Survivors had to come to terms with the fact that past actions were no indicator of future experience. None.
“ … there is no connection between the victim’s life and the victim’s fate… “ Heroes died while prisoners who became Kapos survived the war. As did folks that stole food from other prisoners and snitched to bring favor from the guards.
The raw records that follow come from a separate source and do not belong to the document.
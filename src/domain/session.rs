use super::device::MacAddress;
use serde::{Deserialize, Serialize};
use std::fmt;

/// Fallback session length for metrics that do not measure time.
pub const NON_TIME_SESSION_SECS: i64 = 24 * 60 * 60;

/// Unit in which an allotment is denominated.
#[derive(Debug, Clone, Copy, PartialEq, Eq, Hash, Serialize, Deserialize)]
#[serde(rename_all = "lowercase")]
pub enum Metric {
    Milliseconds,
    Bytes,
}

impl Metric {
    pub fn as_str(&self) -> &'static str {
        match self {
            Metric::Milliseconds => "milliseconds",
            Metric::Bytes => "bytes",
        }
    }
}

impl fmt::Display for Metric {
    fn fmt(&self, f: &mut fmt::Formatter<'_>) -> fmt::Result {
        f.write_str(self.as_str())
    }
}

/// Accumulated access purchased for one device.
#[derive(Debug, Clone, PartialEq, Eq, Serialize, Deserialize)]
pub struct CustomerSession {
    pub mac_address: MacAddress,
    /// Unix timestamp (seconds) of the most recent payment.
    pub start_time: i64,
    pub metric: Metric,
    /// Total allotment for this session, in `metric` units.
    pub allotment: u64,
}

impl CustomerSession {
    pub fn new(mac_address: MacAddress, metric: Metric, allotment: u64, now: i64) -> Self {
        Self {
            mac_address,
            start_time: now,
            metric,
            allotment,
        }
    }

    /// Adds to the allotment and restarts the consumption clock at `now`.
    ///
    /// Whatever had elapsed since the previous start is not deducted.
    pub fn extend(&mut self, amount: u64, now: i64) {
        self.allotment = self.allotment.saturating_add(amount);
        self.start_time = now;
    }

    /// Unix timestamp (seconds) at which the gate should close.
    pub fn expires_at(&self, now: i64) -> i64 {
        match self.metric {
            Metric::Milliseconds => {
                let secs = i64::try_from(self.allotment / 1000).unwrap_or(i64::MAX);
                self.start_time.saturating_add(secs)
            }
            _ => now + NON_TIME_SESSION_SECS,
        }
    }

    /// Allotment left after subtracting time elapsed since `start_time`.
    ///
    /// Informational only; extensions never use it.
    pub fn remaining_ms(&self, now: i64) -> u64 {
        match self.metric {
            Metric::Milliseconds => {
                let elapsed_ms = u64::try_from(now.saturating_sub(self.start_time))
                    .unwrap_or_default()
                    .saturating_mul(1000);
                self.allotment.saturating_sub(elapsed_ms)
            }
            _ => self.allotment,
        }
    }
}

#[cfg(test)]
mod tests {
    use super::*;

    fn mac() -> MacAddress {
        "aa:bb:cc:dd:ee:ff".parse().unwrap()
    }

    #[test]
    fn test_extend_resets_start_without_decay() {
        let mut session = CustomerSession::new(mac(), Metric::Milliseconds, 60_000, 1_000);
        session.extend(30_000, 1_050);
        assert_eq!(session.allotment, 90_000);
        assert_eq!(session.start_time, 1_050);
    }

    #[test]
    fn test_expires_at_milliseconds() {
        let session = CustomerSession::new(mac(), Metric::Milliseconds, 7_200_999, 1_000);
        // Sub-second remainder is truncated.
        assert_eq!(session.expires_at(5_000), 1_000 + 7_200);
    }

    #[test]
    fn test_expires_at_other_metric_defaults_to_a_day() {
        let session = CustomerSession::new(mac(), Metric::Bytes, 1_000_000, 1_000);
        assert_eq!(session.expires_at(2_000), 2_000 + NON_TIME_SESSION_SECS);
    }

    #[test]
    fn test_remaining_ms() {
        let session = CustomerSession::new(mac(), Metric::Milliseconds, 10_000, 100);
        assert_eq!(session.remaining_ms(103), 7_000);
        assert_eq!(session.remaining_ms(200), 0);
    }

    #[test]
    fn test_metric_serialization() {
        assert_eq!(
            serde_json::to_string(&Metric::Milliseconds).unwrap(),
            "\"milliseconds\""
        );
        let metric: Metric = serde_json::from_str("\"bytes\"").unwrap();
        assert_eq!(metric, Metric::Bytes);
    }
}
//! Adapters for the domain ports: OS-backed (`ndsctl`, `tc`) and in-memory.

pub mod in_memory;
pub mod ndsctl;
pub mod tc;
I think modern culture has spoiled us by always providing happy endings. I will watch or read a tragic story, but I really do expect some sort of” ah ha !” moment at the end, that makes me feel better and gives me hope.
Langer’s book notes that
“Most of their [survivor’s] stories nurture not ethical insight, but confusion, doubt and moral uncertainty…. tragedy and history … demands some idea of causal sequence … But when consciousness expands into a universe so violated that old designations like tragedy and history lose their force…. [In these testimonies] the cherished voices of continuity, adaption and renewal speak with the authority of their absence… “
Many Germans (and bad guys here) committed horrible atrocities, and went on to live long, and for some, prosperous lives. Indian killer Larrabee moved back east and became some sort of law man in his town. No kidding. Geer lived. Theodore Aldrich, thought to have killed many Indians, some of them infants, lived to a ripe old age (though I’ve read he was tormented by the memories of the war—and hope that’s true). Yet mothers that tried to save their children died. And their daughters were raped anyway.
What does it mean? Ignoring cancer doesn’t make it go away. Ignoring history seems to secure its repetition.
I would love to close with some wise and thoughtful words. Some wonderful, uplifting insight about continuity, adaption or renewal but I’ve got nothing. Anyone?